__REQUIREMENT__
Where "open" appears in a line of the entries below, that line should be copied.

Stored data entries:
------------------------------------------------

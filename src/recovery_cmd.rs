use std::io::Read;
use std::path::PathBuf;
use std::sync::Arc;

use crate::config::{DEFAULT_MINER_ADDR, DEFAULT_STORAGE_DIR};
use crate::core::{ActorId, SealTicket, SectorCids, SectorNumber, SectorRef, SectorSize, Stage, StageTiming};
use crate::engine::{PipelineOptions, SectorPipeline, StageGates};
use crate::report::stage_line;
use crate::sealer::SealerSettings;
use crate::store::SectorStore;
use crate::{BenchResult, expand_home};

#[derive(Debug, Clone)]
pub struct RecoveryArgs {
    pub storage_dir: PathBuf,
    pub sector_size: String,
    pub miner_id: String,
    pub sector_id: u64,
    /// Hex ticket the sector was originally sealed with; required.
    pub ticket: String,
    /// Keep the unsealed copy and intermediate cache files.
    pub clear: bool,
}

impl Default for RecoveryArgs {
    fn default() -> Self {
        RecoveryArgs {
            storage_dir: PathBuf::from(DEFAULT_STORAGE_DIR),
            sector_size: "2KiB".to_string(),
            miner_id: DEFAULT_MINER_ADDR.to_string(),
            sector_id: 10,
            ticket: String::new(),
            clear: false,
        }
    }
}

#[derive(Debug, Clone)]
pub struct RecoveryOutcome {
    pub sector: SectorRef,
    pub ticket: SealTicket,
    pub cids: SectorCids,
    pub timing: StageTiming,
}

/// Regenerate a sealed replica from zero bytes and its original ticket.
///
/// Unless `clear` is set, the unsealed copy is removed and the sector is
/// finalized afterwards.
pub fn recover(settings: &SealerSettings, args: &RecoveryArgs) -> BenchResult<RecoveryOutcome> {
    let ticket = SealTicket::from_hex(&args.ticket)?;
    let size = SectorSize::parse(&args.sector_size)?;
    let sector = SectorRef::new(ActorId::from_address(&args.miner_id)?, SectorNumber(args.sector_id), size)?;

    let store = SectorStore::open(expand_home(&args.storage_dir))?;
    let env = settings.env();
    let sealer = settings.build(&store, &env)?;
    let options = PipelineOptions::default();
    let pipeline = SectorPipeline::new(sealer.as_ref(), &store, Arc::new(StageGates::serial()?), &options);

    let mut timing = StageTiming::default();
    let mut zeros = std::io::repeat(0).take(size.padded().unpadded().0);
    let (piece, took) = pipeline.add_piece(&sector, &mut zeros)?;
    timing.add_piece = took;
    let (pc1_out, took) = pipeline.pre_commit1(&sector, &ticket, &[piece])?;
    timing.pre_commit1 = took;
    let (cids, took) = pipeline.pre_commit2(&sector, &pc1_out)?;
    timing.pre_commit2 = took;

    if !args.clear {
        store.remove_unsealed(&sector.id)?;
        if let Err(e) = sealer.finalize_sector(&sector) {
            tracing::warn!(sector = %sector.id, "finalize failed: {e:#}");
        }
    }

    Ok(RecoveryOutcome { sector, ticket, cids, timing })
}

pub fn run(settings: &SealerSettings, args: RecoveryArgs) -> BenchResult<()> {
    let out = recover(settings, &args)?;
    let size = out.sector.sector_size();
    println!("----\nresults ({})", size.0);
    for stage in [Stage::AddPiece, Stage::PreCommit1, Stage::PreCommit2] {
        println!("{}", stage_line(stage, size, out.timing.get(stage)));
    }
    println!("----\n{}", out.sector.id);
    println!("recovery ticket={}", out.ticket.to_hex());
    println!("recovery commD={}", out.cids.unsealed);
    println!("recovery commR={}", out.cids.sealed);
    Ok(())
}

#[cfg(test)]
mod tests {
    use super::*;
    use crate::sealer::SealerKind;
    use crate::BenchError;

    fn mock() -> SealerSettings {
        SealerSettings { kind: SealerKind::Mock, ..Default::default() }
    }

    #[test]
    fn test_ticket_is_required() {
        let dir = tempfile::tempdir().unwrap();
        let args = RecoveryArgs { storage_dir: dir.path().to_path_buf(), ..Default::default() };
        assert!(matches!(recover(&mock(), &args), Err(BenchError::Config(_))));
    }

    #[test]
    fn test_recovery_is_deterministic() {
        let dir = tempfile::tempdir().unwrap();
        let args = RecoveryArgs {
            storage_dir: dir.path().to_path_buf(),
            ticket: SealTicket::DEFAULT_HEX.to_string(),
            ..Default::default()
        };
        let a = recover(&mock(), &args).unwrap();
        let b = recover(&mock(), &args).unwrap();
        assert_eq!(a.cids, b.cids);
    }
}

------------------------------------------------

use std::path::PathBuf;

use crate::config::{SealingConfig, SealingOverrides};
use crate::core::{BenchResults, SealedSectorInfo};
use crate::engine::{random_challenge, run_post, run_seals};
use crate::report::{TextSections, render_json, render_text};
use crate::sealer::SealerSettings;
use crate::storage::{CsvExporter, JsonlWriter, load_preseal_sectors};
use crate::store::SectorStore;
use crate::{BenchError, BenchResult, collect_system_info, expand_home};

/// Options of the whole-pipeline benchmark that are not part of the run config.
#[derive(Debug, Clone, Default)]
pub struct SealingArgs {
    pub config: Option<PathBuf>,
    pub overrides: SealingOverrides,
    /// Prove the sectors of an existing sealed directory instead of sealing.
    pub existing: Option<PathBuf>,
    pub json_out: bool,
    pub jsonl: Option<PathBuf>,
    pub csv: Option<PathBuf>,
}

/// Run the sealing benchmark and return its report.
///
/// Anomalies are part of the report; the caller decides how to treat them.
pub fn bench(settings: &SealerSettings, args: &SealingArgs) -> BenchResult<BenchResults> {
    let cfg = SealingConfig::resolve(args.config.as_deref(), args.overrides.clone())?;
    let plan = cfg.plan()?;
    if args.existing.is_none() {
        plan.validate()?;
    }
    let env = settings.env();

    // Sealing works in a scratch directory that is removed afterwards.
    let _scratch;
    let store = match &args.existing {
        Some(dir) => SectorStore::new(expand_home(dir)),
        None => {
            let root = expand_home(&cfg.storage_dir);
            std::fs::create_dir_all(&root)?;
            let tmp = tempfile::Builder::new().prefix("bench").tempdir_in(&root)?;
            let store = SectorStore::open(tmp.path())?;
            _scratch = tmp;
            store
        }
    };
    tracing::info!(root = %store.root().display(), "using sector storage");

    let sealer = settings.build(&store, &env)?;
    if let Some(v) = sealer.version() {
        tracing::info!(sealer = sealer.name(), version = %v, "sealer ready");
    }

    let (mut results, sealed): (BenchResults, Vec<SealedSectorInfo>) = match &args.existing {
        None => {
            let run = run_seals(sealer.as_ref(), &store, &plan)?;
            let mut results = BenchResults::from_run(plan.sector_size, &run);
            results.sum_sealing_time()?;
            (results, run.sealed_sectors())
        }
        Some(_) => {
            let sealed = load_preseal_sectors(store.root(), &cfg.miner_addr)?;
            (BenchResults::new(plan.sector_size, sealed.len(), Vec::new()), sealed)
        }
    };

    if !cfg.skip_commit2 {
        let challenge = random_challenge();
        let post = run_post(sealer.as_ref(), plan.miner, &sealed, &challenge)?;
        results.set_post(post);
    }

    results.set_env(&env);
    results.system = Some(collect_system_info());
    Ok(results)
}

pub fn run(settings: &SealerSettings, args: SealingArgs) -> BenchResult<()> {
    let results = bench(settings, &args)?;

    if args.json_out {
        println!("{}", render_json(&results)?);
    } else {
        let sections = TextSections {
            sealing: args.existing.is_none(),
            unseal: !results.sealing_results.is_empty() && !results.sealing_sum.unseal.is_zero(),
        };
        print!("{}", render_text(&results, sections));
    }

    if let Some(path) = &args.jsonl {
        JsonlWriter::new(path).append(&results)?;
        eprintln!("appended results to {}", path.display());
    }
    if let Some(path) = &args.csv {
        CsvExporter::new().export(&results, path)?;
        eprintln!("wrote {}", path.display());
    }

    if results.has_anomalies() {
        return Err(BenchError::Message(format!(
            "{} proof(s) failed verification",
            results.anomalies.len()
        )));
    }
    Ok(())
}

------------------------------------------------

__SOLUTION FOR THIS EXERCISE__
    let store = SectorStore::open(expand_home(&args.storage_dir))?;
            let store = SectorStore::open(tmp.path())?;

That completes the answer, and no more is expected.